Combinatorics

This volume of notes covers combinatorics, the study of counting. Like number theory, combinatorics is one area of mathematics that manages to appear, particularly when we least expect it. This is particularly the case with one of its subfields, graph theory.

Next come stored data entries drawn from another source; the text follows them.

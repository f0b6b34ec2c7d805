// ==========================================
// 饲料配方优化系统 - 配置层
// ==========================================
// 职责: 配方方案（畜种 + 营养目标 + 策略 + 引擎参数）
// 存储: JSON 文件
// ==========================================

pub mod config_manager;
pub mod formulation_profile;

// 重导出核心配置管理器
pub use config_manager::{ConfigError, ConfigManager, ProfileSource, PROFILE_ENV_VAR};
pub use formulation_profile::{FormulationProfile, Species};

Below is a small sample of some common counting questions.

How many ways can I place ${n}$ marked balls into ${x}$ marked boxes with or without multipacking?

\large x^n

How many ways can I place ${n}$ marked balls into ${x}$ marked boxes without multiplacking?

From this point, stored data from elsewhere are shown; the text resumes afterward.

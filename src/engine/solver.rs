// ==========================================
// 饲料配方优化系统 - 线性规划求解器
// ==========================================
// 职责: LpSolver 接口 + minilp 单纯形法后端
// 红线: 求解是确定性的,不做重试
// ==========================================

use crate::engine::lp_model::{LpModel, RowSense};
use minilp::{ComparisonOp, LinearExpr, OptimizationDirection, Problem, Variable};

/// 全零系数行的可行性判定容差
const EMPTY_ROW_TOLERANCE: f64 = 1e-9;

// ==========================================
// SolveStatus - 求解状态
// ==========================================
#[derive(Debug, Clone, PartialEq)]
pub enum SolveStatus {
    Optimal { values: Vec<f64>, objective: f64 },
    Infeasible,
    Unbounded,
}

// ==========================================
// LpSolver Trait
// ==========================================
// 实现者: MinilpSolver
pub trait LpSolver: Send + Sync {
    /// 后端名称（用于日志）
    fn name(&self) -> &'static str;

    /// 求解最小化问题
    fn solve(&self, model: &LpModel) -> SolveStatus;
}

// ==========================================
// MinilpSolver - 稠密单纯形法后端
// ==========================================
#[derive(Debug, Clone, Copy, Default)]
pub struct MinilpSolver;

impl LpSolver for MinilpSolver {
    fn name(&self) -> &'static str {
        "minilp"
    }

    fn solve(&self, model: &LpModel) -> SolveStatus {
        let mut problem = Problem::new(OptimizationDirection::Minimize);

        let vars: Vec<Variable> = model
            .costs()
            .iter()
            .zip(model.upper_bounds())
            .map(|(&cost, &upper)| problem.add_var(cost, (0.0, upper)))
            .collect();

        for row in model.rows() {
            let mut expr = LinearExpr::empty();
            let mut non_zero = 0usize;
            for (&var, &coef) in vars.iter().zip(model.coefficients(row)) {
                if coef != 0.0 {
                    expr.add(var, coef);
                    non_zero += 1;
                }
            }

            // 全零行: 左端恒为 0,直接判定
            if non_zero == 0 {
                if !empty_row_satisfied(row.sense, row.rhs) {
                    return SolveStatus::Infeasible;
                }
                continue;
            }

            let op = match row.sense {
                RowSense::Eq => ComparisonOp::Eq,
                RowSense::Ge => ComparisonOp::Ge,
                RowSense::Le => ComparisonOp::Le,
            };
            problem.add_constraint(expr, op, row.rhs);
        }

        match problem.solve() {
            Ok(solution) => SolveStatus::Optimal {
                values: vars.iter().map(|&v| solution[v]).collect(),
                objective: solution.objective(),
            },
            Err(err) => match err {
                minilp::Error::Unbounded => SolveStatus::Unbounded,
                _ => SolveStatus::Infeasible,
            },
        }
    }
}

fn empty_row_satisfied(sense: RowSense, rhs: f64) -> bool {
    match sense {
        RowSense::Eq => rhs.abs() <= EMPTY_ROW_TOLERANCE,
        RowSense::Ge => rhs <= EMPTY_ROW_TOLERANCE,
        RowSense::Le => rhs >= -EMPTY_ROW_TOLERANCE,
    }
}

x^{\underline{n}}=x(n-1)(n-2)\ldots(x-n+1)

How many ways can I place ${n}$ marked balls into ${x}$ marked boxes so that all the boxes have at least one ball?

2!{n \brace x}

How many ways can I place ${n}$ plain balls into ${x}$ marked boxes, with or without multipacking?

\dbinom{x+n-1}{n}=\dfrac{(x+n-1)(x+n-2)\ldots(x+1)x}{n(n-1)\ldots(2)(1)}=\dfrac{x^{\underline{n}}}{n!}

How many ways can I place ${n}$ plain balls into ${x}$ marked boxes, without multipacking?

\dbinom{x}{n} = \dfrac{x^{\underline{n}}}{n!}=\dfrac{x(x-1)(x-n+2)(x-n+1)}{n(n-1)\ldots(2)(1)}

How many ways can I place ${n}$ plain balls into ${x}$ marked boxes so that all the boxes have at least one ball?

\dbinom{n-1}{x-1}

How many ways can I place ${n}$ marked balls into ${x}$ plain boxes, with or without multipacking?

\dsum{k=0}{x}{n \brace k}

How many ways can I place ${n}$ marked balls into ${x}$ plain boxes, without multipacking?

[n \le x]

How many ways can I place ${n}$ marked balls into ${x}$ plain boxes, so that all the boxes have at least one ball?

{n \brace x}

How many ways can I place ${n}$ plain balls into ${x}$ plain boxes, with or without multipacking?

p_x(n+x)

(the number of partitions of ${n}$ into ${\le x}$ parts).

How many ways can I place ${n}$ plain balls into ${x}$ plain boxes, without multipacking?

[n \le x]

How many ways can place ${n}$ plain balls into ${x}$ plain boxes, with no empty boxes allowed?

p_x(n)

(the number of partitions of ${n}$ into exactly ${x}$ parts).